- [WHAT IS REQUIRED]: Would you retype each record exactly as given?

--------------------------------

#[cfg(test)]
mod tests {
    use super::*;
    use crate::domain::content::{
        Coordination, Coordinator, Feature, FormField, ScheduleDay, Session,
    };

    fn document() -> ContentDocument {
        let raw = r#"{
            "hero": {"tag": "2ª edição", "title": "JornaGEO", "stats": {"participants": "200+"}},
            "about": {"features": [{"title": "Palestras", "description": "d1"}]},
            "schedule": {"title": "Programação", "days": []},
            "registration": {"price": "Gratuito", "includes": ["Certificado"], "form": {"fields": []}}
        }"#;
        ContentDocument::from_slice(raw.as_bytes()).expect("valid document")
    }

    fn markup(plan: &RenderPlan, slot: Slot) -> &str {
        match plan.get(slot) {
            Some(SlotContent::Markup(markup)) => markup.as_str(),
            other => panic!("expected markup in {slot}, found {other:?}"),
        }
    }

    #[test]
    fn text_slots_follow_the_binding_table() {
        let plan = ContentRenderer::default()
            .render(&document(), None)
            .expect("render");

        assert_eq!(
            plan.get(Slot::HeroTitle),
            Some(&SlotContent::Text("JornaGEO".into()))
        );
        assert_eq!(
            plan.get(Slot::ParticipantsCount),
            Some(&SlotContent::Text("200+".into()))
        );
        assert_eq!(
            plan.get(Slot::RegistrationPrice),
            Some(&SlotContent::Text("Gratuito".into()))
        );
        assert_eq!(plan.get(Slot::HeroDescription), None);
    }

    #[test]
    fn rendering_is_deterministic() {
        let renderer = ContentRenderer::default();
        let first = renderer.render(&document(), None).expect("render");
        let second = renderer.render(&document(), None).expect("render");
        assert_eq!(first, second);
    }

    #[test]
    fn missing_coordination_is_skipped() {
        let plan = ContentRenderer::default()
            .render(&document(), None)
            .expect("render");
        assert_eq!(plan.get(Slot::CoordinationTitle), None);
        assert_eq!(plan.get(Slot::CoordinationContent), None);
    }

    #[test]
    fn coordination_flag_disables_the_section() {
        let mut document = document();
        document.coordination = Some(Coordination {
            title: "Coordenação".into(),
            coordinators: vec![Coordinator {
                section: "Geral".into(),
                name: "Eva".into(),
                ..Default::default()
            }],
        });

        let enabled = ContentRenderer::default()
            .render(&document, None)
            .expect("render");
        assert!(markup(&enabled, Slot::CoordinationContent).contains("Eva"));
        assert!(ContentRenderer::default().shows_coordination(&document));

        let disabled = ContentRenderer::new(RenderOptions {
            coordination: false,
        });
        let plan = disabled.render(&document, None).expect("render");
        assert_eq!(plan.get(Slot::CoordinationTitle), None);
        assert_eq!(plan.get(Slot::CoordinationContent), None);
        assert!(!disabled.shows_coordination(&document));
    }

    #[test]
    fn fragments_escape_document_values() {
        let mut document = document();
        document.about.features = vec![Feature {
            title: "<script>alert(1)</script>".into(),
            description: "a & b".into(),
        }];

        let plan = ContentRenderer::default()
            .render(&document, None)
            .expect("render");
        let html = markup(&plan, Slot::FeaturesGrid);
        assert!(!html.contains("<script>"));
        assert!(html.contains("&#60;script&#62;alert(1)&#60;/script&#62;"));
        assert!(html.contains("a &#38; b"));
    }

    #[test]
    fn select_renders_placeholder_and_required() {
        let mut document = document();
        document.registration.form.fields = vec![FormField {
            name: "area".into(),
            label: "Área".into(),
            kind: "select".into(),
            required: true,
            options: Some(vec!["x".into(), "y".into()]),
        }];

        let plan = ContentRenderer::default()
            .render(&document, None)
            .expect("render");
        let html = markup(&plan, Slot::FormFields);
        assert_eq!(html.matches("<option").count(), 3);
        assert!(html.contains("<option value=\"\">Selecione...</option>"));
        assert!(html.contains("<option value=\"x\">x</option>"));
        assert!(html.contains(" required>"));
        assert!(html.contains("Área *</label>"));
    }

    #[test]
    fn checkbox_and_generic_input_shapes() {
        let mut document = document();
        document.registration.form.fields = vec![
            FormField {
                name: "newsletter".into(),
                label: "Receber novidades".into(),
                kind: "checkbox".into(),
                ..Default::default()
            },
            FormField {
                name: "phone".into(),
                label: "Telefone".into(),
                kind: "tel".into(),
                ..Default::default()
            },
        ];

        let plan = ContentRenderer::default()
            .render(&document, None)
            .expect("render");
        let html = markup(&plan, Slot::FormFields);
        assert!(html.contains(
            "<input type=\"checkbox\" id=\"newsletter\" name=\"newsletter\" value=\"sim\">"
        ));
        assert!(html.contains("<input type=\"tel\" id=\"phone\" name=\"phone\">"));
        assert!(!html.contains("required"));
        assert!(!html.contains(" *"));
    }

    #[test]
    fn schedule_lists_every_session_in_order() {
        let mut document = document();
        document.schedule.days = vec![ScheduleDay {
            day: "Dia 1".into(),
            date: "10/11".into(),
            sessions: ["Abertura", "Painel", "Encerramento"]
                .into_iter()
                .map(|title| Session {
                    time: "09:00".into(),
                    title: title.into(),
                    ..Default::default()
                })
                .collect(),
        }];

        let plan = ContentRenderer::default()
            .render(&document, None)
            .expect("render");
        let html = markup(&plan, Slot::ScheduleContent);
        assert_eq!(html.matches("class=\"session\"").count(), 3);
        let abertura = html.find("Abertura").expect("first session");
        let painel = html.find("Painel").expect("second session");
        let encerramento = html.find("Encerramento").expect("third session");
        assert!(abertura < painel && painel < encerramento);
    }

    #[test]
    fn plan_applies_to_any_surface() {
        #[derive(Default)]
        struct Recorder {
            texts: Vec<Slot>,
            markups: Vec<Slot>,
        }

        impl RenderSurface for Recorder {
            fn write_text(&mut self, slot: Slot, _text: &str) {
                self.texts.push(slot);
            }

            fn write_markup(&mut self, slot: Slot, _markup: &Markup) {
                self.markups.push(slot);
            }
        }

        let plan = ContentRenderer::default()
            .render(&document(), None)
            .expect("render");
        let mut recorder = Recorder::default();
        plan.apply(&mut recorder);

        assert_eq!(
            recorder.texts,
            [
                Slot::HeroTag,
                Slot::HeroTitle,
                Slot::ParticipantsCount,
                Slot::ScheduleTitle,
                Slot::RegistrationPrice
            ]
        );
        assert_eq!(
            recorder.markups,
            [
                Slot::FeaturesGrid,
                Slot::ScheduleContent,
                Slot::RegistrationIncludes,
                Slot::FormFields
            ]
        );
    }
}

--------------------------------

- [FINISHED EXERCISE]:
#[cfg(test)]
mod tests {
    use super::*;
    use crate::domain::content::{
        Coordination, Coordinator, Feature, FormField, ScheduleDay, Session,
    };

    fn document() -> ContentDocument {
        let raw = r#"{
            "hero": {"tag": "2ª edição", "title": "JornaGEO", "stats": {"participants": "200+"}},
            "about": {"features": [{"title": "Palestras", "description": "d1"}]},
            "schedule": {"title": "Programação", "days": []},
            "registration": {"price": "Gratuito", "includes": ["Certificado"], "form": {"fields": []}}
        }"#;
        ContentDocument::from_slice(raw.as_bytes()).expect("valid document")
    }

    fn markup(plan: &RenderPlan, slot: Slot) -> &str {
        match plan.get(slot) {
            Some(SlotContent::Markup(markup)) => markup.as_str(),
            other => panic!("expected markup in {slot}, found {other:?}"),
        }
    }

    #[test]
    fn text_slots_follow_the_binding_table() {
        let plan = ContentRenderer::default()
            .render(&document(), None)
            .expect("render");

        assert_eq!(
            plan.get(Slot::HeroTitle),
            Some(&SlotContent::Text("JornaGEO".into()))
        );
        assert_eq!(
            plan.get(Slot::ParticipantsCount),
            Some(&SlotContent::Text("200+".into()))
        );
        assert_eq!(
            plan.get(Slot::RegistrationPrice),
            Some(&SlotContent::Text("Gratuito".into()))
        );
        assert_eq!(plan.get(Slot::HeroDescription), None);
    }

    #[test]
    fn rendering_is_deterministic() {
        let renderer = ContentRenderer::default();
        let first = renderer.render(&document(), None).expect("render");
        let second = renderer.render(&document(), None).expect("render");
        assert_eq!(first, second);
    }

    #[test]
    fn missing_coordination_is_skipped() {
        let plan = ContentRenderer::default()
            .render(&document(), None)
            .expect("render");
        assert_eq!(plan.get(Slot::CoordinationTitle), None);
        assert_eq!(plan.get(Slot::CoordinationContent), None);
    }

    #[test]
    fn coordination_flag_disables_the_section() {
        let mut document = document();
        document.coordination = Some(Coordination {
            title: "Coordenação".into(),
            coordinators: vec![Coordinator {
                section: "Geral".into(),
                name: "Eva".into(),
                ..Default::default()
            }],
        });

        let enabled = ContentRenderer::default()
            .render(&document, None)
            .expect("render");
        assert!(markup(&enabled, Slot::CoordinationContent).contains("Eva"));
        assert!(ContentRenderer::default().shows_coordination(&document));

        let disabled = ContentRenderer::new(RenderOptions {
            coordination: false,
        });
        let plan = disabled.render(&document, None).expect("render");
        assert_eq!(plan.get(Slot::CoordinationTitle), None);
        assert_eq!(plan.get(Slot::CoordinationContent), None);
        assert!(!disabled.shows_coordination(&document));
    }

    #[test]
    fn fragments_escape_document_values() {
        let mut document = document();
        document.about.features = vec![Feature {
            title: "<script>alert(1)</script>".into(),
            description: "a & b".into(),
        }];

        let plan = ContentRenderer::default()
            .render(&document, None)
            .expect("render");
        let html = markup(&plan, Slot::FeaturesGrid);
        assert!(!html.contains("<script>"));
        assert!(html.contains("&#60;script&#62;alert(1)&#60;/script&#62;"));
        assert!(html.contains("a &#38; b"));
    }

    #[test]
    fn select_renders_placeholder_and_required() {
        let mut document = document();
        document.registration.form.fields = vec![FormField {
            name: "area".into(),
            label: "Área".into(),
            kind: "select".into(),
            required: true,
            options: Some(vec!["x".into(), "y".into()]),
        }];

        let plan = ContentRenderer::default()
            .render(&document, None)
            .expect("render");
        let html = markup(&plan, Slot::FormFields);
        assert_eq!(html.matches("<option").count(), 3);
        assert!(html.contains("<option value=\"\">Selecione...</option>"));
        assert!(html.contains("<option value=\"x\">x</option>"));
        assert!(html.contains(" required>"));
        assert!(html.contains("Área *</label>"));
    }

    #[test]
    fn checkbox_and_generic_input_shapes() {
        let mut document = document();
        document.registration.form.fields = vec![
            FormField {
                name: "newsletter".into(),
                label: "Receber novidades".into(),
                kind: "checkbox".into(),
                ..Default::default()
            },
            FormField {
                name: "phone".into(),
                label: "Telefone".into(),
                kind: "tel".into(),
                ..Default::default()
            },
        ];

        let plan = ContentRenderer::default()
            .render(&document, None)
            .expect("render");
        let html = markup(&plan, Slot::FormFields);
        assert!(html.contains(
            "<input type=\"checkbox\" id=\"newsletter\" name=\"newsletter\" value=\"sim\">"
        ));
        assert!(html.contains("<input type=\"tel\" id=\"phone\" name=\"phone\">"));
        assert!(!html.contains("required"));
        assert!(!html.contains(" *"));
    }

    #[test]
    fn schedule_lists_every_session_in_order() {
        let mut document = document();
        document.schedule.days = vec![ScheduleDay {
            day: "Dia 1".into(),
            date: "10/11".into(),
            sessions: ["Abertura", "Painel", "Encerramento"]
                .into_iter()
                .map(|title| Session {
                    time: "09:00".into(),
                    title: title.into(),
                    ..Default::default()
                })
                .collect(),
        }];

        let plan = ContentRenderer::default()
            .render(&document, None)
            .expect("render");
        let html = markup(&plan, Slot::ScheduleContent);
        assert_eq!(html.matches("class=\"session\"").count(), 3);
        let abertura = html.find("Abertura").expect("first session");
        let painel = html.find("Painel").expect("second session");
        let encerramento = html.find("Encerramento").expect("third session");
        assert!(abertura < painel && painel < encerramento);
    }

    #[test]
    fn plan_applies_to_any_surface() {
        #[derive(Default)]
        struct Recorder {
            texts: Vec<Slot>,
            markups: Vec<Slot>,
        }

        impl RenderSurface for Recorder {
            fn write_text(&mut self, slot: Slot, _text: &str) {
                self.texts.push(slot);
            }

            fn write_markup(&mut self, slot: Slot, _markup: &Markup) {
                self.markups.push(slot);
            }
        }

        let plan = ContentRenderer::default()
            .render(&document(), None)
            .expect("render");
        let mut recorder = Recorder::default();
        plan.apply(&mut recorder);

        assert_eq!(
            recorder.texts,
            [
                Slot::HeroTag,
                Slot::HeroTitle,
                Slot::ParticipantsCount,
                Slot::ScheduleTitle,
                Slot::RegistrationPrice
            ]
        );
        assert_eq!(
            recorder.markups,
            [
                Slot::FeaturesGrid,
                Slot::ScheduleContent,
                Slot::RegistrationIncludes,
                Slot::FormFields
            ]
        );
    }
}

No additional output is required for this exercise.